/// Write metadata to the specified output path in TOML format
pub fn write_metadata(output_path: &Path, model_path: &Path) -> Result<()> {
    let metadata = Metadata {
        run: RunMetadata {
            model_path,
            datetime: Local::now().to_rfc2822(),
        },
        program: ProgramMetadata {
            name: env!("CARGO_PKG_NAME"),
            version: env!("CARGO_PKG_VERSION"),
        },
    };
    let file_path = output_path.join(METADATA_FILE_NAME);
    fs::write(&file_path, toml::to_string(&metadata)?)?;

    Ok(())
}

#[cfg(test)]
mod tests {
    use super::*;
    use crate::fixture::model;
    use crate::model::Model;
    use crate::scenario::run_scenario;
    use itertools::Itertools;
    use rstest::rstest;
    use tempfile::tempdir;

    #[test]
    fn test_create_output_directory() {
        let dir = tempdir().unwrap();
        let output_dir = dir.path().join("out");

        assert!(!create_output_directory(&output_dir, false).unwrap());
        assert!(output_dir.is_dir());

        // A second creation without overwrite is an error
        assert!(create_output_directory(&output_dir, false).is_err());

        // With overwrite the old contents are removed
        fs::write(output_dir.join("stale.csv"), "stale").unwrap();
        assert!(create_output_directory(&output_dir, true).unwrap());
        assert!(!output_dir.join("stale.csv").exists());
    }

    #[rstest]
    fn test_write_scenario(model: Model) {
        let result = run_scenario(&model).unwrap();
        let dir = tempdir().unwrap();

        {
            let mut writer = DataWriter::create(dir.path()).unwrap();
            writer.write_scenario(&result).unwrap();
            writer.flush().unwrap();
        }

        // Read back the emissions rows and compare
        let records: Vec<EmissionsRow> =
            csv::Reader::from_path(dir.path().join(EMISSIONS_FILE_NAME))
                .unwrap()
                .into_deserialize()
                .try_collect()
                .unwrap();
        assert_eq!(records.len(), result.years.len());
        assert_eq!(records[0].scenario, result.scenario_name);
        assert_eq!(records[0].total_tonnes, result.years[0].emissions.total);

        // Mix rows cover every technology in every year
        let records: Vec<GenerationMixRow> =
            csv::Reader::from_path(dir.path().join(GENERATION_MIX_FILE_NAME))
                .unwrap()
                .into_deserialize()
                .try_collect()
                .unwrap();
        assert_eq!(records.len(), result.years.len() * result.years[0].mix.len());

        // The summary is a single row
        let records: Vec<SummaryRow> = csv::Reader::from_path(dir.path().join(SUMMARY_FILE_NAME))
            .unwrap()
            .into_deserialize()
            .try_collect()
            .unwrap();
        assert_eq!(records.len(), 1);

        // Capacity and generation tables carry the source column
        let records: Vec<CapacityRow> = csv::Reader::from_path(dir.path().join(CAPACITY_FILE_NAME))
            .unwrap()
            .into_deserialize()
            .try_collect()
            .unwrap();
        assert!(!records.is_empty());
        assert!(records.iter().all(|row| row.source == "solver" || row.source == "fallback"));
    }

    #[test]
    fn test_write_metadata() {
        let dir = tempdir().unwrap();
        write_metadata(dir.path(), Path::new("some_model")).unwrap();

        let contents = fs::read_to_string(dir.path().join(METADATA_FILE_NAME)).unwrap();
        assert!(contents.contains(env!("CARGO_PKG_VERSION")));
        assert!(contents.contains("some_model"));
    }
}
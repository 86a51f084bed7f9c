//! Code for loading program settings.
use crate::input::read_toml;
use anyhow::Result;
use serde::Deserialize;
use std::path::Path;

const SETTINGS_FILE_NAME: &str = "settings.toml";

/// Program settings from config file
#[derive(Debug, Default, Deserialize, PartialEq)]
pub struct Settings {
    /// The default program log level
    pub log_level: Option<String>,
    /// Whether to overwrite output files by default
    #[serde(default)]
    pub overwrite: bool,
}

impl Settings {
    /// Read the contents of a settings file from the model directory.
    ///
    /// If the file is not present, default values for settings will be used
    ///
    /// # Arguments
    ///
    /// * `model_dir` - Folder containing model configuration files
    ///
    /// # Returns
    ///
    /// The program settings as a `Settings` struct or an error if the file is invalid
    pub fn from_path<P: AsRef<Path>>(model_dir: P) -> Result<Settings> {
        let file_path = model_dir.as_ref().join(SETTINGS_FILE_NAME);
        if !file_path.is_file() {
            return Ok(Settings::default());
        }

        read_toml(&file_path)
    }
}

> [Assigned task]: Each line in the listing above that includes "files" is to be copied.

> [Response below]:
    /// Whether to overwrite output files by default
    /// * `model_dir` - Folder containing model configuration files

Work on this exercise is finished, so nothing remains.